Paula shares that mindfulness plays a key role in sex therapy which ties in mind and body by focusing on sensate focus and behavior. The therapy is purely verbal and while it implies a physical element, that only happens in a clients home away from their therapy so that progress can be made. Paula emphasizes that a major part of her clients have underlying anxiety struggles. She points out that sex therapy is used to treat this before ever focusing on sex.
Who needs sex therapy?
With a degree in Family therapy, Paula thinks about the ‘who’ differently. Her approach includes her client’s partner/s to get better insight into her patients’ struggle.
Paula also helps single clients. She points out erectile dysfunction as an example of a problem she tackles with her single clients. Her work with these clients includes understanding their bodies and giving them tools to help themselves.
Working with Paula
Paula’s first sessions are honest consultations used to get to know each other as taking the first step into therapy can be daunting for clients. She moves on to providing the way forward and answering any questions around this. Obviously this varies with each clients unique situation since her clients experience a range of difficulties from sexual trauma to pelvic floor issues.
Paula’s direct communication and transparency is a different approach to this kind of therapy but welcomed by her clients as they find her more relatable.
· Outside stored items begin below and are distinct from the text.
//! Per-pixel arithmetic and blend operators over aligned image pairs.
//!
//! Every operator works channel-by-channel with 8-bit saturation semantics:
//! results land in [0, 255]. Inputs must already be aligned (same
//! dimensions, same layout); the normalizer establishes that.

use crate::error::OpError;
use crate::raster::{clamp_sample, RasterImage};

/// Operator selection. The blend weight rides inside the variant since it is
/// only meaningful for [`PixelOp::Blend`].
#[derive(Debug, Clone, Copy, PartialEq)]
pub enum PixelOp {
    Add,
    Subtract,
    Multiply,
    Lighten,
    Blend(f64),
}

impl PixelOp {
    /// Parses the operator name the UI sends. Unknown names fail with
    /// [`OpError::UnsupportedOperator`]; `alpha` is consumed only by blend.
    pub fn parse(name: &str, alpha: f64) -> Result<Self, OpError> {
        match name {
            "add" => Ok(Self::Add),
            "subtract" => Ok(Self::Subtract),
            "multiply" => Ok(Self::Multiply),
            "lighten" => Ok(Self::Lighten),
            "blend" => Ok(Self::Blend(alpha)),
            other => Err(OpError::UnsupportedOperator(other.to_string())),
        }
    }

    pub fn name(&self) -> &'static str {
        match self {
            Self::Add => "add",
            Self::Subtract => "subtract",
            Self::Multiply => "multiply",
            Self::Lighten => "lighten",
            Self::Blend(_) => "blend",
        }
    }
}

/// Computes `op` over an aligned pair, producing a fresh image with the
/// inputs' shared shape. Mismatched shapes are a defect in the calling
/// sequence and fail with [`OpError::ShapeMismatch`].
pub fn apply(
    primary: &RasterImage,
    secondary: &RasterImage,
    op: PixelOp,
) -> Result<RasterImage, OpError> {
    if primary.dimensions() != secondary.dimensions() || primary.layout() != secondary.layout() {
        return Err(OpError::ShapeMismatch);
    }
    if let PixelOp::Blend(weight) = op {
        if !(0.0..=1.0).contains(&weight) {
            return Err(OpError::InvalidWeight(weight));
        }
    }

    let pairs = primary.data().iter().zip(secondary.data().iter());
    let out: Vec<u8> = match op {
        PixelOp::Add => pairs.map(|(&a, &b)| a.saturating_add(b)).collect(),
        PixelOp::Subtract => pairs.map(|(&a, &b)| a.saturating_sub(b)).collect(),
        PixelOp::Multiply => pairs.map(|(&a, &b)| multiply_scaled(a, b)).collect(),
        PixelOp::Lighten => pairs.map(|(&a, &b)| a.max(b)).collect(),
        PixelOp::Blend(weight) => pairs.map(|(&a, &b)| blend_weighted(a, b, weight)).collect(),
    };

    Ok(
        RasterImage::from_vec(primary.width(), primary.height(), primary.layout(), out)
            .expect("output buffer length matches input dimensions"),
    )
}

/// Normalized multiply: white (255) is identity, black (0) annihilates.
fn multiply_scaled(a: u8, b: u8) -> u8 {
    clamp_sample(libm::round(a as f64 * b as f64 / 255.))
}

/// Weighted sum `a * weight + b * (1 - weight)`.
fn blend_weighted(a: u8, b: u8, weight: f64) -> u8 {
    clamp_sample(libm::round(a as f64 * weight + b as f64 * (1. - weight)))
}

#[cfg(test)]
use crate::raster::ChannelLayout;

#[cfg(test)]
fn rgb(width: usize, height: usize, data: Vec<u8>) -> RasterImage {
    RasterImage::from_vec(width, height, ChannelLayout::Rgb, data).unwrap()
}

#[cfg(test)]
fn uniform(value: u8) -> RasterImage {
    rgb(2, 2, vec![value; 12])
}

#[test]
fn test_parse() {
    assert_eq!(PixelOp::parse("add", 0.).unwrap(), PixelOp::Add);
    assert_eq!(PixelOp::parse("lighten", 0.).unwrap(), PixelOp::Lighten);
    assert_eq!(PixelOp::parse("blend", 0.25).unwrap(), PixelOp::Blend(0.25));
    assert_eq!(
        PixelOp::parse("invert", 0.).unwrap_err(),
        OpError::UnsupportedOperator("invert".to_string())
    );
}

#[test]
fn test_add_saturates() {
    let out = apply(&uniform(10), &uniform(250), PixelOp::Add).unwrap();
    assert!(out.data().iter().all(|&v| v == 255));
    let out = apply(&uniform(10), &uniform(20), PixelOp::Add).unwrap();
    assert!(out.data().iter().all(|&v| v == 30));
}

#[test]
fn test_subtract_clamps_to_zero() {
    let out = apply(&uniform(10), &uniform(250), PixelOp::Subtract).unwrap();
    assert!(out.data().iter().all(|&v| v == 0));
    let out = apply(&uniform(250), &uniform(10), PixelOp::Subtract).unwrap();
    assert!(out.data().iter().all(|&v| v == 240));
}

#[test]
fn test_multiply_identity_and_annihilation() {
    let a = rgb(2, 2, (0..12).map(|v| v * 20).map(|v| v as u8).collect());
    let white = uniform(255);
    assert_eq!(apply(&a, &white, PixelOp::Multiply).unwrap(), a);
    let black = uniform(0);
    let out = apply(&a, &black, PixelOp::Multiply).unwrap();
    assert!(out.data().iter().all(|&v| v == 0));
}

#[test]
fn test_multiply_scales_by_255() {
    // 128 * 128 / 255 rounds to 64.
    assert_eq!(multiply_scaled(128, 128), 64);
    assert_eq!(multiply_scaled(255, 255), 255);
    assert_eq!(multiply_scaled(1, 254), 1);
}

#[test]
fn test_lighten_takes_max() {
    let a = rgb(1, 2, vec![10, 200, 30, 40, 50, 60]);
    let b = rgb(1, 2, vec![20, 100, 30, 250, 0, 70]);
    let out = apply(&a, &b, PixelOp::Lighten).unwrap();
    assert_eq!(out.data(), &[20, 200, 30, 250, 50, 70]);
}

#[test]
fn test_blend_endpoints_reproduce_inputs() {
    let a = rgb(1, 2, vec![10, 200, 30, 40, 50, 60]);
    let b = rgb(1, 2, vec![20, 100, 30, 250, 0, 70]);
    assert_eq!(apply(&a, &b, PixelOp::Blend(1.)).unwrap(), a);
    assert_eq!(apply(&a, &b, PixelOp::Blend(0.)).unwrap(), b);
}

#[test]
fn test_blend_half() {
    // 10 * 0.5 + 250 * 0.5 = 130 exactly.
    let out = apply(&uniform(10), &uniform(250), PixelOp::Blend(0.5)).unwrap();
    assert!(out.data().iter().all(|&v| v == 130));
}

#[test]
fn test_blend_rejects_out_of_range_weight() {
    assert_eq!(
        apply(&uniform(1), &uniform(2), PixelOp::Blend(1.5)).unwrap_err(),
        OpError::InvalidWeight(1.5)
    );
    assert_eq!(
        apply(&uniform(1), &uniform(2), PixelOp::Blend(-0.1)).unwrap_err(),
        OpError::InvalidWeight(-0.1)
    );
}

#[test]
fn test_apply_rejects_mismatched_shapes() {
    let a = rgb(2, 2, vec![0; 12]);
    let b = rgb(2, 1, vec![0; 6]);
    assert_eq!(apply(&a, &b, PixelOp::Add).unwrap_err(), OpError::ShapeMismatch);
    let c = RasterImage::from_vec(2, 2, ChannelLayout::Rgba, vec![0; 16]).unwrap();
    assert_eq!(apply(&a, &c, PixelOp::Add).unwrap_err(), OpError::ShapeMismatch);
}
In this type of therapy, clients are exposed to an extent and Paula reveals that fear is part of the process. One of the most common fears she finds with her clients is the fear of being judged. Another one is fear of loss of a relationship if a struggle is not overcome during the therapy.
Frequency of sex often comes up with Paula finding that couples need permission to not engage in sex. Her candid and simple reaction to this is based on whether the parties are happy.
Paula shares an interesting angle to look at things from when experiencing sexual struggles, highlighting that being too involved in your partners problem takes away from you focusing on you and helping from that point of view.
Finding a Sex Therapist
Legitimate sex therapists have an AASECT certification. Therapists do around 160 hours of courses and 300 hours with patients before being certified. Training ensures that therapists themselves are aware of their biases and comfort zones to better aid their patients.
Paula received her bachelor’s degree in Family and Human Development at Arizona State University and then went on to receive her master’s Degree in Family Therapy at the University of Massachusetts, in Boston. Post family therapy licensure, Paula became AASECT (American Association for Sexuality Educators, Counselors, and therapists) certified as a Sex Therapist and worked with individuals, relationships, and families in private practice in Boston, Massachusetts for ten years.
In that time, she received AASECT certification as a Supervisor of Sex Therapy and co-founded a sex therapy agency and training institute where we saw clients in addition to training therapists to become competent, confident sex therapists themselves. Paula continues to regularly present at various training institutes as well as Universities and therapy agencies across New England.